Instructions for the task: Count the lines in the records below that contain the word "Field", and give only that count.

The records:
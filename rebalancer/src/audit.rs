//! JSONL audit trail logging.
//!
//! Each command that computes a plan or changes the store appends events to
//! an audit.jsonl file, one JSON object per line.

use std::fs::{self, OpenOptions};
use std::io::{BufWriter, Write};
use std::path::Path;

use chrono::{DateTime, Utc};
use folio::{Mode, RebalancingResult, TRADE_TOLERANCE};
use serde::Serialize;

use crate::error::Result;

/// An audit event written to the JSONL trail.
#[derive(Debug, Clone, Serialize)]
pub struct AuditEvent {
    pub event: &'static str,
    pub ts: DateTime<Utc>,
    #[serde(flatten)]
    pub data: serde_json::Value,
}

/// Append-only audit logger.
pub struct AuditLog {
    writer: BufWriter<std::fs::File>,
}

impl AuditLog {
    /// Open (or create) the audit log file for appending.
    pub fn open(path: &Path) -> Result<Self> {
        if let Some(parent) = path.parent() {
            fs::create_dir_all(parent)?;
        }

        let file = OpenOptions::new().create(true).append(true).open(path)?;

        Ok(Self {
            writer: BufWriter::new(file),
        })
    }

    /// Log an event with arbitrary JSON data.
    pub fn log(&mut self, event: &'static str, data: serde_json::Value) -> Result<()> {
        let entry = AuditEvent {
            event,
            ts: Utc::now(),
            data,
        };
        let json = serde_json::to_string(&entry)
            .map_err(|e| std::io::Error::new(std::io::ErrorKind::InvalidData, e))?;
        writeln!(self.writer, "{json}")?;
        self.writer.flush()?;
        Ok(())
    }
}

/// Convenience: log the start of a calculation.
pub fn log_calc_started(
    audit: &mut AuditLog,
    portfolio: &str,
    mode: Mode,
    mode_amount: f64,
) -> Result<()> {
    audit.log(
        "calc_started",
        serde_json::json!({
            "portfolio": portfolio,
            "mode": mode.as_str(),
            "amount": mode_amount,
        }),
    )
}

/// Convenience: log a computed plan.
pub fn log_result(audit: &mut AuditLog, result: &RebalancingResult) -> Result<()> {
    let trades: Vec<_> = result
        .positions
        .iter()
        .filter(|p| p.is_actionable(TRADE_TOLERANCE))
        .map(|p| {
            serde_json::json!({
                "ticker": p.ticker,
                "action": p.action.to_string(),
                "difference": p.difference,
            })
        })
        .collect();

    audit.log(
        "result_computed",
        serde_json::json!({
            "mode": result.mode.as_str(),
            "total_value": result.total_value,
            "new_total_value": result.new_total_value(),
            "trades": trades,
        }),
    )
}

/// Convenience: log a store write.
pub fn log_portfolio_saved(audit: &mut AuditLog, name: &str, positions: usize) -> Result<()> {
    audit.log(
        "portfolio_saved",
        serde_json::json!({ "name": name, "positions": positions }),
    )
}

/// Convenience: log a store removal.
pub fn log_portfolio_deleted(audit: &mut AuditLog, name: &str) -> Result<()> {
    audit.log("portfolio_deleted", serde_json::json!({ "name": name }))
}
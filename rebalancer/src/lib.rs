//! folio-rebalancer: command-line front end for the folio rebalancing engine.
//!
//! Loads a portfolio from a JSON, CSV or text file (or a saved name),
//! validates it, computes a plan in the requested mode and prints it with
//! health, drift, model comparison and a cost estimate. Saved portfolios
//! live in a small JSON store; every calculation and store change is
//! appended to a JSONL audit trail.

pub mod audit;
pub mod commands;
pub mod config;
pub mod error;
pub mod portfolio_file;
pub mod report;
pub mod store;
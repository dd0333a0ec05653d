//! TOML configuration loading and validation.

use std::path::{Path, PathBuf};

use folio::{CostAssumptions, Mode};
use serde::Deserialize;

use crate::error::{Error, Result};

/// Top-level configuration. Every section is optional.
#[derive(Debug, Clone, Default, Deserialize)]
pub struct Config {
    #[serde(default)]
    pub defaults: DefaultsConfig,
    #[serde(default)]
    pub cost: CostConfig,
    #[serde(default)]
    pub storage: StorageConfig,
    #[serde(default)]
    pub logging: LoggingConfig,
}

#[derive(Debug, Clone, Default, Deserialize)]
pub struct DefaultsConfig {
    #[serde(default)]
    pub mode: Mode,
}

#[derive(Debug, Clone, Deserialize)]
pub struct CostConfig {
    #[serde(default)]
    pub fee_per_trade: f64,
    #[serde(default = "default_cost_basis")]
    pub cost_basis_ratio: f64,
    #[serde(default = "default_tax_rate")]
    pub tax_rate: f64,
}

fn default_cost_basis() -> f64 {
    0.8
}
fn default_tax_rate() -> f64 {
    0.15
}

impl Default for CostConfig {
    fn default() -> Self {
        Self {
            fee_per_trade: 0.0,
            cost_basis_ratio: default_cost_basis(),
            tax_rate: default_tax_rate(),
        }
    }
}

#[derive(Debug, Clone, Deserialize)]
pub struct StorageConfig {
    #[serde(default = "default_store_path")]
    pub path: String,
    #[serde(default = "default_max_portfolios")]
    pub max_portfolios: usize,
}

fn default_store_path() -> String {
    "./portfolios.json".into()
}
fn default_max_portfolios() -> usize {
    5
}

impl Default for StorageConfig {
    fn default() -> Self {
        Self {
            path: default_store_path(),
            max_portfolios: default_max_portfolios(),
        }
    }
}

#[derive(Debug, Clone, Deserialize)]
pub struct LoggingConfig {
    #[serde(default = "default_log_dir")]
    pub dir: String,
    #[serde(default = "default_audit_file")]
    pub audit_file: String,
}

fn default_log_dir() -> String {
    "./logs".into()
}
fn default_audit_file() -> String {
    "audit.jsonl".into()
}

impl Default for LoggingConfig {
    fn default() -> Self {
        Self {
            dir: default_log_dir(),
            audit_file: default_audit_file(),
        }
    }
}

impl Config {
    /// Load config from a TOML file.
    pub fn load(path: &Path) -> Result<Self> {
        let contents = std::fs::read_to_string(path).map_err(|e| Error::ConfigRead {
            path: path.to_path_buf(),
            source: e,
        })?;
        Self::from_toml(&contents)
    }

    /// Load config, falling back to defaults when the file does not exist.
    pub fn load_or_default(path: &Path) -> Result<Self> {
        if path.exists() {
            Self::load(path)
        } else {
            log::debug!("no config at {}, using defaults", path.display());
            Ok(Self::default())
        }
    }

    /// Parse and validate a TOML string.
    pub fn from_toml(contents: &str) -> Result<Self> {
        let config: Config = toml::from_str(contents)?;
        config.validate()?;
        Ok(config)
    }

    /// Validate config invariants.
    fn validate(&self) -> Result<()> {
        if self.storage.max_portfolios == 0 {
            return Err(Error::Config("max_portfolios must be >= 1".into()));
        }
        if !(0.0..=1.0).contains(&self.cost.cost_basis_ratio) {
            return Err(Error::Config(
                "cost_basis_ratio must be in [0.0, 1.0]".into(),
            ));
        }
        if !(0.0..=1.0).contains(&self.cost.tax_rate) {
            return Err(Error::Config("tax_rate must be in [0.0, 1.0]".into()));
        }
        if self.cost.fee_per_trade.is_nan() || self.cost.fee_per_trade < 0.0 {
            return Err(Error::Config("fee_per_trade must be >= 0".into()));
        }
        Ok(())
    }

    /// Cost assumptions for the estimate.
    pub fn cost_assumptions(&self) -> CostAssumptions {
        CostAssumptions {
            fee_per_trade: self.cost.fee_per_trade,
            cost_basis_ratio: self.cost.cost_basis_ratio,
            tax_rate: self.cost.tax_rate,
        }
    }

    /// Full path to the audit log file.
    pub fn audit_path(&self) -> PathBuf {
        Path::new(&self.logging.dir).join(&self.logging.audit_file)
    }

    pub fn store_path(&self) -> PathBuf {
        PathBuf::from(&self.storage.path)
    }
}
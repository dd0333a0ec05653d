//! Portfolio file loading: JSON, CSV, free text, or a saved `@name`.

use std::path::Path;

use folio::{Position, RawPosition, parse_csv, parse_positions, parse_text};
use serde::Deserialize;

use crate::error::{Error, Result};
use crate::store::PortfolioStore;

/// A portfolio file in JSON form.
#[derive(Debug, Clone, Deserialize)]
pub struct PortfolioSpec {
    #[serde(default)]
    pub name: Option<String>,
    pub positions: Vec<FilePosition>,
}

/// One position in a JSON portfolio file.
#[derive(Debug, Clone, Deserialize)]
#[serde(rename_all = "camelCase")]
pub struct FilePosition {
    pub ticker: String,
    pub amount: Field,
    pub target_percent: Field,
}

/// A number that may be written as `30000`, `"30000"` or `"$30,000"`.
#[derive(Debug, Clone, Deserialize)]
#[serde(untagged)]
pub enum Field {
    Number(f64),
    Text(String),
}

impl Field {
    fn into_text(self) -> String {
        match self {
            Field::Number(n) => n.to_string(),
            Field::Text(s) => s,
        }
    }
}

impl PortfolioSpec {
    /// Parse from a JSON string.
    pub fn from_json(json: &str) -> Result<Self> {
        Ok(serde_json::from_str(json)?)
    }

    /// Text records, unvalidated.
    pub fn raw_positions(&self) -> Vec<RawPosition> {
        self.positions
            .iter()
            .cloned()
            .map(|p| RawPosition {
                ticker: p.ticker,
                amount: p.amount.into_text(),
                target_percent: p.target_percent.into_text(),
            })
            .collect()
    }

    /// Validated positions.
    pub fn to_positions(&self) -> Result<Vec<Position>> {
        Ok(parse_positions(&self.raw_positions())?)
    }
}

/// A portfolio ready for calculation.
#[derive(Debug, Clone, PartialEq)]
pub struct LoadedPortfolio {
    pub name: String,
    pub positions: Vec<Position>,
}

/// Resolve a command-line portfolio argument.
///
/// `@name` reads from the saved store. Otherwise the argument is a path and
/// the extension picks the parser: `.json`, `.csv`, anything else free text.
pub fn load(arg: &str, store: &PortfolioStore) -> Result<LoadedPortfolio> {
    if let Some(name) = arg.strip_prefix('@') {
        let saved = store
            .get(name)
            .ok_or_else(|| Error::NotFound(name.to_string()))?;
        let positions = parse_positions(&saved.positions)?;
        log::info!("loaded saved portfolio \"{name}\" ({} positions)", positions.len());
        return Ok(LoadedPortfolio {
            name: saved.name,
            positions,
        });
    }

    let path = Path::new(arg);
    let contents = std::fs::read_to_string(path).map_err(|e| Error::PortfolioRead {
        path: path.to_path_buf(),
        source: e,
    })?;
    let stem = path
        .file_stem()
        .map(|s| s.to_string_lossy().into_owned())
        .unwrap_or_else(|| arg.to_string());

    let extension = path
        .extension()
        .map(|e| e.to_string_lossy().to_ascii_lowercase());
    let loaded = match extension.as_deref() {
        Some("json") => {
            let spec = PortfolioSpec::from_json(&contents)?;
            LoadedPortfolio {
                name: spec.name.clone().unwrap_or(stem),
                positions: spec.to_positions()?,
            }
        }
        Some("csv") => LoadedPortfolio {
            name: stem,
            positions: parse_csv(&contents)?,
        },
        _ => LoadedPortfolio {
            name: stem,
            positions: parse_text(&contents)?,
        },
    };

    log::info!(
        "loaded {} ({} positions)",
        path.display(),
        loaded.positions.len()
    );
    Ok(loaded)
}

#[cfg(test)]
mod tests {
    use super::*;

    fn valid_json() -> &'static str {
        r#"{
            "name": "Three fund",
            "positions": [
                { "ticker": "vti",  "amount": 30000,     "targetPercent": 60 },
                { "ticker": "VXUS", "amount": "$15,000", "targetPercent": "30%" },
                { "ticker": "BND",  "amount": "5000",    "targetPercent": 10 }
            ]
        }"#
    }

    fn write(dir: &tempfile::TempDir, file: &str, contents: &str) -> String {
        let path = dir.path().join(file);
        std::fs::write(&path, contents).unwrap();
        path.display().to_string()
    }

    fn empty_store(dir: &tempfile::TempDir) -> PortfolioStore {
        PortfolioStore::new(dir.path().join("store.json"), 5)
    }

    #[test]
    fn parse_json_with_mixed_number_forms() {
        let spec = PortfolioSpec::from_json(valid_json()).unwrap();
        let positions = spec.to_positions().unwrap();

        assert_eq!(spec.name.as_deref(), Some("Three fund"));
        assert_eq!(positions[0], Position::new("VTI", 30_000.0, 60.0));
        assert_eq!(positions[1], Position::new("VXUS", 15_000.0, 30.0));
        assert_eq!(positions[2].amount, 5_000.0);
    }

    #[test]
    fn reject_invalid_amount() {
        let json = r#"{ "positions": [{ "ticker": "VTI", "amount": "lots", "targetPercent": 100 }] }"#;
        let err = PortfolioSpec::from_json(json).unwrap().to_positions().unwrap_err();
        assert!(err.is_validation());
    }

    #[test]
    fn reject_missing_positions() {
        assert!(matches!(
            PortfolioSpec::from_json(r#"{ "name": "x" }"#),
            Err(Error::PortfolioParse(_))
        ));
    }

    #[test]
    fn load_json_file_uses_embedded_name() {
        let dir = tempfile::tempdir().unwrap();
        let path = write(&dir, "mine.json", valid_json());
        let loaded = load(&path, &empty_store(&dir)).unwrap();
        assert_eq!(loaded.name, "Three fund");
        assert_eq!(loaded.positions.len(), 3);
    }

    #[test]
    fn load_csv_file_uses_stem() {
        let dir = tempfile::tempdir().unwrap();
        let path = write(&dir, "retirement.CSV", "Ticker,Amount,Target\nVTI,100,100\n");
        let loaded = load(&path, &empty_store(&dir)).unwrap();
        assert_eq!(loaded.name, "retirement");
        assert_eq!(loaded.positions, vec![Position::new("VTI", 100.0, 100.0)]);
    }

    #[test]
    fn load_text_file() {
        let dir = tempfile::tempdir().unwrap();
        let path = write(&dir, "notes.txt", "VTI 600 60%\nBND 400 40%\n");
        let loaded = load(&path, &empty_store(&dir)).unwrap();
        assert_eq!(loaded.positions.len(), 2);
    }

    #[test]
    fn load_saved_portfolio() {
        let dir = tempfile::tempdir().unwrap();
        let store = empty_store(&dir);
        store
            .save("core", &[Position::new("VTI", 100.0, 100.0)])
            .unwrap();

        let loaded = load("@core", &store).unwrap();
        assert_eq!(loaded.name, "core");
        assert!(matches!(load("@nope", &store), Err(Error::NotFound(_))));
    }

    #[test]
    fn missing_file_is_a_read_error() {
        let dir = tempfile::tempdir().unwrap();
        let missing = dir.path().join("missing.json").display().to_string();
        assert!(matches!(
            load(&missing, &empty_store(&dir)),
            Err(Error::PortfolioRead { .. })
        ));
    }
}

Task output: 6